2001年野口は、スキューバダイビングの免許を取得したのち沖縄にある海底遺跡の撮影に出る。このシリーズ『星の色』では水中写真でよく見かける南方の海に住む色鮮やかな魚や水中の植物は一切登場しない。海面近くの鮮やかなブルーが水中では濃い蒼にかわり、海底の遺跡は海の苔等の緑に覆われて深い青緑になり、その歴史の影をおとしている。かつて陸にあって栄えただろう石や巨大な岩で造られた都市の残影があるのみだ。そしてまるで宇宙飛行士が地球外生物がかつて生きた歴史の痕跡を覗き込むように、遊泳しながら撮られている。

宮澤賢治の『銀河鉄道の夜』でカムパネルラとジョバンニに語る先生の言葉で天の川に触れる部分がある。

「ですからもしもこの天の川がほんたうに川だと考へるなら、その一つ一つの小さな星はみんなその川のそこの砂や砂利の粒にあたるわけです。またこれを巨きな乳の流れと考へるならもっともっと天の川とよく似てゐます。つまりその星はみな、乳の中にまるで細かにうかんでゐる脂油の球にもあたるのです。そんなら何がその川の水にあたるかと云ひますと、それは真空という光をある速さで伝へるもので、太陽や地球もやっぱりその中に浮かんでゐるのです。つまりは私どもも天の川の水の中に棲んでゐるわけです。……」つまり、これはマクロコスモスとミクロコスモスの収縮と膨張による交換を意味する。夜空の遥か向うの天の川=星雲を眺めている私は、実は天の川の中に棲んでいるという宇宙のからくりを野口は直感したのではないか。賢治は「春と修羅」においても天空と海との神秘的交錯を描いている。

月面としての「フジヤマ」

野口本人が遠視眼的傾向があると言うように、たとえば野口の写真に写る人物は2002年の作品『マイナスの世界のこと』の北京の寒中水泳をする人々を撮った、数カットの例外をのぞき、風景の中の一部として遠景のなかに小さく存在する。
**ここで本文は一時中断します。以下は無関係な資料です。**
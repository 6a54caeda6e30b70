use tracing::{debug, instrument};

use super::types::{Candidate, Cutoff};
use super::PipelineError;
use crate::github::{RepoRef, SourceHost};

/// Lists the pull requests closed since the cutoff.
pub struct PullRequestCollector<'a> {
    host: &'a dyn SourceHost,
}

impl<'a> PullRequestCollector<'a> {
    pub fn new(host: &'a dyn SourceHost) -> Self {
        Self { host }
    }

    /// Return candidate numbers in host order, first page only.
    ///
    /// The host's last entry is the pull request that produced the "since"
    /// tag itself and is always dropped. This relies on the host listing
    /// that pull request last; nothing here verifies it.
    #[instrument(skip(self), fields(repo = %repo, cutoff = %cutoff))]
    pub async fn collect(
        &self,
        repo: &RepoRef,
        cutoff: Cutoff,
    ) -> Result<Vec<Candidate>, PipelineError> {
        let mut issues = self.host.closed_issues_since(repo, cutoff.at()).await?;

        if let Some(tagged) = issues.pop() {
            debug!(number = tagged.number, "dropping the since tag's own pull request");
        }

        Ok(issues
            .into_iter()
            .map(|issue| Candidate {
                number: issue.number,
                title: issue.title,
            })
            .collect())
    }
}
use tracing::{debug, instrument, warn};

use super::types::{Candidate, Person, PullRequestRecord, Reviewer};
use super::PipelineError;
use crate::github::types::PullRequestNode;
use crate::github::{RepoRef, SourceHost};

/// Why a candidate produced no record.
#[derive(Debug, Clone, PartialEq, Eq)]
pub enum Exclusion {
    NotMerged,
    OtherBranch(String),
}

impl std::fmt::Display for Exclusion {
    fn fmt(&self, f: &mut std::fmt::Formatter<'_>) -> std::fmt::Result {
        match self {
            Exclusion::NotMerged => write!(f, "not merged"),
            Exclusion::OtherBranch(branch) => write!(f, "targets `{branch}`"),
        }
    }
}

/// Outcome of enriching one candidate.
#[derive(Debug, Clone, PartialEq, Eq)]
pub enum Enrichment {
    Included(PullRequestRecord),
    Excluded(Exclusion),
    /// The host returned no pull request; enumeration has run past valid
    /// data and the remaining candidates must not be enriched.
    UpstreamGap,
}

/// Fetches full detail for candidates and keeps the ones merged into the
/// release branch.
pub struct PullRequestEnricher<'a> {
    host: &'a dyn SourceHost,
    release_branch: String,
}

impl<'a> PullRequestEnricher<'a> {
    pub fn new(host: &'a dyn SourceHost, release_branch: impl Into<String>) -> Self {
        Self {
            host,
            release_branch: release_branch.into(),
        }
    }

    /// Enrich candidates one at a time, in order, stopping at the first
    /// upstream gap. Records gathered before the gap are returned.
    pub async fn enrich_all(
        &self,
        repo: &RepoRef,
        candidates: &[Candidate],
    ) -> Result<Vec<PullRequestRecord>, PipelineError> {
        let mut records = Vec::new();

        for (index, candidate) in candidates.iter().enumerate() {
            match self.enrich(repo, candidate).await? {
                Enrichment::Included(record) => records.push(record),
                Enrichment::Excluded(reason) => {
                    debug!(number = candidate.number, title = %candidate.title, %reason, "excluding pull request");
                }
                Enrichment::UpstreamGap => {
                    warn!(
                        number = candidate.number,
                        skipped = candidates.len() - index - 1,
                        "pull request not found, stopping enrichment"
                    );
                    break;
                }
            }
        }

        Ok(records)
    }

    #[instrument(skip(self, candidate), fields(repo = %repo, number = candidate.number))]
    pub async fn enrich(
        &self,
        repo: &RepoRef,
        candidate: &Candidate,
    ) -> Result<Enrichment, PipelineError> {
        let Some(pull) = self.host.pull_request(repo, candidate.number).await? else {
            return Ok(Enrichment::UpstreamGap);
        };

        Ok(match self.check(&pull) {
            Some(reason) => Enrichment::Excluded(reason),
            None => match normalize(pull) {
                Some(record) => Enrichment::Included(record),
                None => Enrichment::Excluded(Exclusion::NotMerged),
            },
        })
    }

    fn check(&self, pull: &PullRequestNode) -> Option<Exclusion> {
        if !pull.merged {
            return Some(Exclusion::NotMerged);
        }
        if pull.base_ref_name != self.release_branch {
            return Some(Exclusion::OtherBranch(pull.base_ref_name.clone()));
        }
        None
    }
}

/// Build the record. `None` if the host gave no merge time.
fn normalize(pull: PullRequestNode) -> Option<PullRequestRecord> {
    let merged_at = pull.merged_at?;

    let files = pull
        .files
        .map(|files| files.nodes.into_iter().map(|f| f.path).collect())
        .unwrap_or_default();

    let reviewers = pull
        .reviews
        .map(|reviews| {
            reviews
                .nodes
                .into_iter()
                .map(|review| {
                    let person = Person::from(review.author);
                    Reviewer {
                        user: person.user,
                        name: person.name,
                        state: review.state,
                        updated_at: review.updated_at,
                    }
                })
                .collect()
        })
        .unwrap_or_default();

    Some(PullRequestRecord {
        number: pull.number,
        title: pull.title,
        description: pull.body.unwrap_or_default(),
        url: pull.url,
        creator: Person::from(pull.author),
        created_at: pull.created_at,
        merged_at,
        merged_by: Person::from(pull.merged_by),
        commit: pull.merge_commit.and_then(|c| c.oid).unwrap_or_default(),
        files,
        reviewers,
    })
}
したがってヒトという被写体を通して世界を表現するのではなく、不必要な物語を排除しながら、ヒトと世界を相対化しているように思える。コンセプトに頼りすぎることなく、しかし作家としての視座に一貫性がある。1997年から開始された『フジヤマ』を例にあげよう。『フジヤマ』に於ける富士山は通常、イメージするそれとはまったく異なる。日本の象徴としての富士山でもなければ、時に雪や雲を戴いた、画題となる優美な山でもなく、ご来光に輝く宗教的な意味合いを持った霊峰でもない。そういった象徴性から解き放たれて、極めて物質的である。よく見ると岩や石がごろごろしている尾根にヒトが立っている。日本画的構図と遠近感を持った写真では確かにあるが、その硬質さと透明さは「非日本的」なものである。「非日本的」ではあっても決して「西欧的」というわけでもない。フラットに開かれているという言い方の方が正しいかもしれない。写真も『フジヤマ』というタイトルがなければその場所を特定することは困難だ。また「フジヤマ」と片仮名で表記した理由はこの場所の既成のイメージを払拭する必要があったからだろう。ヒトの営みの神秘と崇高さに対する野口の感受性は、その写真の前に立つ者にも、初めて月に立ったようなイメージを喚起させずにはいられない。それは、ヒトが生まれて自分の足で立ち、ひとつひとつ新しい世界を発見していくことの不思議と歓びに近い感覚と言えるかもしれない。あるいはいつか見るだろう世界、「何処でもない場所、誰でもないヒト」を現前させてくれるような感覚。野口はフジヤマに月面があると直感し、何度も足を運ぶことになる。